- What this task involves:
Please copy out every line of the listing below in which the word "Result" appears.

*** Opening of The input ***

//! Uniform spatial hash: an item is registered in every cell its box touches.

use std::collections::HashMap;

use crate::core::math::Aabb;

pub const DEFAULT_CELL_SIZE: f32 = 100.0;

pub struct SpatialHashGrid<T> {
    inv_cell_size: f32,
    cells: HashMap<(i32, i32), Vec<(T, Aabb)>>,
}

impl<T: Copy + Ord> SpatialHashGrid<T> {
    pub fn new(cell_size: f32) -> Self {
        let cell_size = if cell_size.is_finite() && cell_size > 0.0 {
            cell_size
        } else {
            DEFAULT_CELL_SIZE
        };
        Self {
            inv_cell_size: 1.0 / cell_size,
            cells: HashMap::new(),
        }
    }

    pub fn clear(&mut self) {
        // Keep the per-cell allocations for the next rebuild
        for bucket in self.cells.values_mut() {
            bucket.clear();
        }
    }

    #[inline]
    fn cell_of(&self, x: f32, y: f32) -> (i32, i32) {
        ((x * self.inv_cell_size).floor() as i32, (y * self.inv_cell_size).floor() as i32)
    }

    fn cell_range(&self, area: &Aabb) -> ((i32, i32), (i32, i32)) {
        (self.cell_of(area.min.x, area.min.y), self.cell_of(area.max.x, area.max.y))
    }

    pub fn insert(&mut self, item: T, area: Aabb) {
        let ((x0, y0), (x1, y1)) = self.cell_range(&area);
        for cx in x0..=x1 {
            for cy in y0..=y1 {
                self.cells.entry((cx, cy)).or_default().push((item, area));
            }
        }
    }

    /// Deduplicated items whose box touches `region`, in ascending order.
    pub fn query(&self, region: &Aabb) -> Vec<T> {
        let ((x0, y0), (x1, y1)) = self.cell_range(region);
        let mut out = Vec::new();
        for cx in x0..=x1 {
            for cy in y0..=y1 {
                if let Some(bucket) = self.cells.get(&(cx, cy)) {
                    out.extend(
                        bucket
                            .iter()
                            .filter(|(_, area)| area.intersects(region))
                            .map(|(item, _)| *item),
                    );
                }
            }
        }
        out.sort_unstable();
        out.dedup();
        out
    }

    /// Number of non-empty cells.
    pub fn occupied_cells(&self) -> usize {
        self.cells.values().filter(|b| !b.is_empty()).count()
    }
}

*** Close of The input ***
*** Opening of The input ***

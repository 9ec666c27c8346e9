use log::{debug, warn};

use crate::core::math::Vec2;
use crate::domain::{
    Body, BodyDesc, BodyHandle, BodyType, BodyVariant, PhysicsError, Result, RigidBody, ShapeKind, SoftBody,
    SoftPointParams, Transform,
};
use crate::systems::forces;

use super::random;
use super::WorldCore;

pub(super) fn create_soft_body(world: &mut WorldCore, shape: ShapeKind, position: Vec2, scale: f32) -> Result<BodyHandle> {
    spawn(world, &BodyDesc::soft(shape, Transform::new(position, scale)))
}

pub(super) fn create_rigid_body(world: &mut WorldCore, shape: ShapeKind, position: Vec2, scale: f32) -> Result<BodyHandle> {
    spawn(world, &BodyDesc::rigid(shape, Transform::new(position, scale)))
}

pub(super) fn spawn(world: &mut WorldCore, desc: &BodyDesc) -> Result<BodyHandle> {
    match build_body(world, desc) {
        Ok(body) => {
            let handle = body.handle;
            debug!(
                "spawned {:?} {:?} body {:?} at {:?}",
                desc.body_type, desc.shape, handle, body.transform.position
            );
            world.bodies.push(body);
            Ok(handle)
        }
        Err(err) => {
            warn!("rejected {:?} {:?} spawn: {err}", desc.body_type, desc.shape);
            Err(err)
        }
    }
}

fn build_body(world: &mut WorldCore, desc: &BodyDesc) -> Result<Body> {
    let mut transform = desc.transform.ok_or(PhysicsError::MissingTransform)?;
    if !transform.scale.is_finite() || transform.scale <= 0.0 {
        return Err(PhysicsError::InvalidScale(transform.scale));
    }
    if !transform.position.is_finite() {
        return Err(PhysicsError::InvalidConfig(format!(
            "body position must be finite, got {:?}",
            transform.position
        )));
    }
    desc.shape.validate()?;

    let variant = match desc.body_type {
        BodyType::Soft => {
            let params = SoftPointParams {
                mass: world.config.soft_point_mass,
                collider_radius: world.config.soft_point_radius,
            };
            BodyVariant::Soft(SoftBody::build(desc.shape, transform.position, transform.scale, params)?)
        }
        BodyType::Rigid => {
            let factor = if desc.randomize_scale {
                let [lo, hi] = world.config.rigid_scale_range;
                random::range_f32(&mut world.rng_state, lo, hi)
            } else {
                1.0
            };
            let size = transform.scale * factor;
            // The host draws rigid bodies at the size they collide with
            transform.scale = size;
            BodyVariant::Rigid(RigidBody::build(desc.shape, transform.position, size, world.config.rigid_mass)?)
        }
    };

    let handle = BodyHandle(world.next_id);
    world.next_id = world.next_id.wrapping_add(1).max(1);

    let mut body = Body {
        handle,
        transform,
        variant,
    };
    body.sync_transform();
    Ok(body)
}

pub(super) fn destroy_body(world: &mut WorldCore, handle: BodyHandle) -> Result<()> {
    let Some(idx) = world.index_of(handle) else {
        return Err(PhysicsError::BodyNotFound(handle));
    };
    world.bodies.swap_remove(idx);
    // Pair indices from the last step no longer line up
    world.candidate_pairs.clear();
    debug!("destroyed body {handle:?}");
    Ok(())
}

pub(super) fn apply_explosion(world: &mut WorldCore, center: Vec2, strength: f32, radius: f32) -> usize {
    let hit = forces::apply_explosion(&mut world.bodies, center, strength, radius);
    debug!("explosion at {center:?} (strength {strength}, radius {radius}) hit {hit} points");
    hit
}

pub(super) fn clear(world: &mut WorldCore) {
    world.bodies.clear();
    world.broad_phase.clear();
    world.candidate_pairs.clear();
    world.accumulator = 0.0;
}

*** Close of The input ***

- Reply to the task:
    Body, BodyDesc, BodyHandle, BodyType, BodyVariant, PhysicsError, Result, RigidBody, ShapeKind, SoftBody,
pub(super) fn create_soft_body(world: &mut WorldCore, shape: ShapeKind, position: Vec2, scale: f32) -> Result<BodyHandle> {
pub(super) fn create_rigid_body(world: &mut WorldCore, shape: ShapeKind, position: Vec2, scale: f32) -> Result<BodyHandle> {
pub(super) fn spawn(world: &mut WorldCore, desc: &BodyDesc) -> Result<BodyHandle> {
fn build_body(world: &mut WorldCore, desc: &BodyDesc) -> Result<Body> {
pub(super) fn destroy_body(world: &mut WorldCore, handle: BodyHandle) -> Result<()> {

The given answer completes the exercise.